A family trip of three (or even more) generations is a great way to reconnect after a long period apart, says Alex Shattuck, managing director, Audley Travel. “The reality, however, can often be tricky. Planning a trip with that many people and balancing all their different interests is a lot of work so speaking to an expert travel operator can take away the stress.”
If the reunion will take place in a foreign country, for instance, it’s important to suggest experiences that are ideal for the group’s range of ages, he says. For example, food in Japan can be overwhelming for children—but a hands-on cooking lesson familiarizes them with the ingredients.

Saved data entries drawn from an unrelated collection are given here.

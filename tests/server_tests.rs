use std::sync::Arc;
use std::time::Duration;

use actix_web::{App, test, web};
use assert_json_diff::assert_json_include;
use serde_json::json;
use tokio::task::JoinSet;
use tokio_util::sync::CancellationToken;

use codemash::config::EngineConfig;
use codemash::mash::LatestSource;
use codemash::scheduler::Scheduler;
use codemash::web_server::configure;

// Starts the engine; the workers stop when the token is cancelled or the
// join set is dropped
fn start_engine(slots: usize) -> (Arc<Scheduler>, CancellationToken, JoinSet<anyhow::Result<()>>) {
    start_engine_with(EngineConfig {
        slots,
        ..EngineConfig::default()
    })
}

fn start_engine_with(
    config: EngineConfig,
) -> (Arc<Scheduler>, CancellationToken, JoinSet<anyhow::Result<()>>) {
    let token = CancellationToken::new();
    let (scheduler, workers) = Scheduler::start(config, token.clone());
    (scheduler, token, workers)
}

fn units(text: &str) -> serde_json::Value {
    json!([{ "name": "Main", "text": text, "entryPoint": true }])
}

#[actix_web::test]
async fn test_post_session_blocking_success() {
    let (scheduler, token, _workers) = start_engine(1);
    let app = test::init_service(
        App::new()
            .app_data(web::Data::from(scheduler))
            .configure(configure),
    )
    .await;

    let req = test::TestRequest::post()
        .uri("/sessions?wait=true")
        .set_json(json!({ "units": units("fn main() { println(\"hi\"); return 42; }"), "deadlineMs": 1000 }))
        .to_request();
    let resp = test::call_service(&app, req).await;
    assert_eq!(resp.status(), 200);

    let body: serde_json::Value = test::read_body_json(resp).await;
    assert!(body["id"].is_number());
    assert!(body["createdTime"].is_string());
    assert_json_include!(
        actual: body,
        expected: json!({
            "state": "completed",
            "verdict": { "kind": "success", "value": 42, "stdout": "hi\n", "stderr": "" }
        })
    );
    token.cancel();
}

#[actix_web::test]
async fn test_blocking_post_survives_eviction() {
    let (scheduler, token, _workers) = start_engine_with(EngineConfig {
        slots: 1,
        retained_sessions: 0,
        ..EngineConfig::default()
    });
    let app = test::init_service(
        App::new()
            .app_data(web::Data::from(scheduler))
            .configure(configure),
    )
    .await;

    let req = test::TestRequest::post()
        .uri("/sessions?wait=true")
        .set_json(json!({ "units": units("fn main() { return 7; }") }))
        .to_request();
    let resp = test::call_service(&app, req).await;
    assert_eq!(resp.status(), 200);
    let body: serde_json::Value = test::read_body_json(resp).await;
    assert_json_include!(
        actual: body.clone(),
        expected: json!({ "state": "completed", "verdict": { "kind": "success", "value": 7 } })
    );

    // already evicted from the registry
    let id = body["id"].as_u64().unwrap();
    let req = test::TestRequest::get()
        .uri(&format!("/sessions/{id}"))
        .to_request();
    assert_eq!(test::call_service(&app, req).await.status(), 404);
    token.cancel();
}

#[actix_web::test]
async fn test_post_session_nonblocking_then_verdict() {
    let (scheduler, token, _workers) = start_engine(1);
    let app = test::init_service(
        App::new()
            .app_data(web::Data::from(scheduler))
            .configure(configure),
    )
    .await;

    let req = test::TestRequest::post()
        .uri("/sessions")
        .set_json(json!({ "units": units("fn main() {\n  return 1 +;\n}") }))
        .to_request();
    let body: serde_json::Value = test::call_and_read_body_json(&app, req).await;
    let id = body["id"].as_u64().unwrap();

    let req = test::TestRequest::get()
        .uri(&format!("/sessions/{id}/verdict"))
        .to_request();
    let verdict: serde_json::Value = test::call_and_read_body_json(&app, req).await;
    assert_eq!(verdict["kind"], "compileFailure");
    assert_json_include!(
        actual: verdict["diagnostics"][0].clone(),
        expected: json!({ "unit": "Main", "line": 2, "severity": "error" })
    );

    let req = test::TestRequest::get()
        .uri(&format!("/sessions/{id}"))
        .to_request();
    let body: serde_json::Value = test::call_and_read_body_json(&app, req).await;
    assert_eq!(body["state"], "completed");
    assert_eq!(body["verdict"]["kind"], "compileFailure");
    token.cancel();
}

#[actix_web::test]
async fn test_invalid_submissions() {
    let (scheduler, token, _workers) = start_engine(1);
    let app = test::init_service(
        App::new()
            .app_data(web::Data::from(scheduler))
            .configure(configure),
    )
    .await;

    // malformed body
    let req = test::TestRequest::post()
        .uri("/sessions")
        .set_json(json!({ "code": "fn main() {}" }))
        .to_request();
    let resp = test::call_service(&app, req).await;
    assert_eq!(resp.status(), 400);
    let body: serde_json::Value = test::read_body_json(resp).await;
    assert_eq!(body["reason"], "ERR_INVALID_ARGUMENT");
    assert_eq!(body["code"], 1);

    // well-formed but without an entry point
    let req = test::TestRequest::post()
        .uri("/sessions")
        .set_json(json!({ "units": [{ "name": "Lib", "text": "" }] }))
        .to_request();
    let body: serde_json::Value = test::call_and_read_body_json(&app, req).await;
    assert_json_include!(
        actual: body,
        expected: json!({
            "state": "rejected",
            "verdict": { "kind": "rejected", "reason": "no source unit is marked as entry point" }
        })
    );
    token.cancel();
}

#[actix_web::test]
async fn test_unknown_session_is_not_found() {
    let (scheduler, token, _workers) = start_engine(1);
    let app = test::init_service(
        App::new()
            .app_data(web::Data::from(scheduler))
            .configure(configure),
    )
    .await;

    for req in [
        test::TestRequest::get().uri("/sessions/404").to_request(),
        test::TestRequest::get().uri("/sessions/404/verdict").to_request(),
        test::TestRequest::delete().uri("/sessions/404").to_request(),
    ] {
        let resp = test::call_service(&app, req).await;
        assert_eq!(resp.status(), 404);
        let body: serde_json::Value = test::read_body_json(resp).await;
        assert_json_include!(
            actual: body,
            expected: json!({ "reason": "ERR_NOT_FOUND", "code": 3, "message": "Session 404 not found." })
        );
    }
    token.cancel();
}

#[actix_web::test]
async fn test_delete_running_session() {
    let (scheduler, token, _workers) = start_engine(1);
    let app = test::init_service(
        App::new()
            .app_data(web::Data::from(scheduler.clone()))
            .configure(configure),
    )
    .await;

    let req = test::TestRequest::post()
        .uri("/sessions")
        .set_json(json!({ "units": units("fn main() { while true { } }"), "deadlineMs": 30000 }))
        .to_request();
    let body: serde_json::Value = test::call_and_read_body_json(&app, req).await;
    let id = body["id"].as_u64().unwrap();

    while scheduler.stats().active == 0 {
        tokio::time::sleep(Duration::from_millis(5)).await;
    }

    let req = test::TestRequest::delete()
        .uri(&format!("/sessions/{id}"))
        .to_request();
    let body: serde_json::Value = test::call_and_read_body_json(&app, req).await;
    assert_eq!(body, json!({ "cancelled": true }));

    let req = test::TestRequest::get()
        .uri(&format!("/sessions/{id}/verdict"))
        .to_request();
    let verdict: serde_json::Value = test::call_and_read_body_json(&app, req).await;
    assert_eq!(verdict, json!({ "kind": "cancelled" }));
    token.cancel();
}

#[actix_web::test]
async fn test_mash_and_stats() {
    let (scheduler, token, _workers) = start_engine(1);
    let app = test::init_service(
        App::new()
            .app_data(web::Data::from(scheduler))
            .configure(configure),
    )
    .await;

    let req = test::TestRequest::post()
        .uri("/mash")
        .set_json(json!({
            "units": [
                { "name": "util", "text": "fn twice(x) { return x * 2; }" },
                { "name": "main", "text": "fn main() { return twice(21); }" }
            ],
            "main": "main"
        }))
        .to_request();
    let body: serde_json::Value = test::call_and_read_body_json(&app, req).await;
    assert_eq!(body["compiles"], true);
    assert_eq!(body["diagnostics"], json!([]));
    let source = body["source"].as_str().unwrap();
    assert!(source.find("fn main()").unwrap() < source.find("// unit: util").unwrap());

    let req = test::TestRequest::post()
        .uri("/mash")
        .set_json(json!({ "units": [], "main": "main" }))
        .to_request();
    let resp = test::call_service(&app, req).await;
    assert_eq!(resp.status(), 400);

    let req = test::TestRequest::get().uri("/stats").to_request();
    let body: serde_json::Value = test::call_and_read_body_json(&app, req).await;
    assert_eq!(
        body,
        json!({
            "queued": 0,
            "active": 0,
            "peakActive": 0,
            "compilations": 0,
            "executions": 0,
            "completed": 0
        })
    );
    token.cancel();
}

#[actix_web::test]
async fn test_latest_mash_source() {
    let (scheduler, token, _workers) = start_engine(1);
    let latest = Arc::new(LatestSource::default());
    let app = test::init_service(
        App::new()
            .app_data(web::Data::from(scheduler))
            .app_data(web::Data::from(latest.clone()))
            .configure(configure),
    )
    .await;

    let req = test::TestRequest::get().uri("/mash/latest").to_request();
    let resp = test::call_service(&app, req).await;
    assert_eq!(resp.status(), 200);
    assert_eq!(resp.headers().get("cache-control").unwrap(), "no-cache");
    assert_eq!(test::read_body(resp).await, "// No code :(\n");

    latest.publish("fn main() { }\n".to_string());
    let req = test::TestRequest::get().uri("/mash/latest").to_request();
    assert_eq!(test::call_and_read_body(&app, req).await, "fn main() { }\n");
    token.cancel();
}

“Similarly, Audley’s specialists know multiple ways to experience the same site or attraction, meaning that the family can all enjoy it in the way that works best for them,” says Shattuck. “In South Africa, for example, everyone in the family will want to reach the perfectly flat summit of Table Mountain but they don’t all need to go together. Audley can arrange for part of the group to hike to the top with a local guide along a lesser-trodden route while others can ascend by cable car which rotates 360 degrees to ensure no one misses any views.”
And above all, it helps to remember why the family is getting together—to enjoy each other’s company and to connect again. “The vacation might not be as perfect as imagined,” says Decter. “The purpose of the reunion is to connect as a family and a team (leave ego at home).”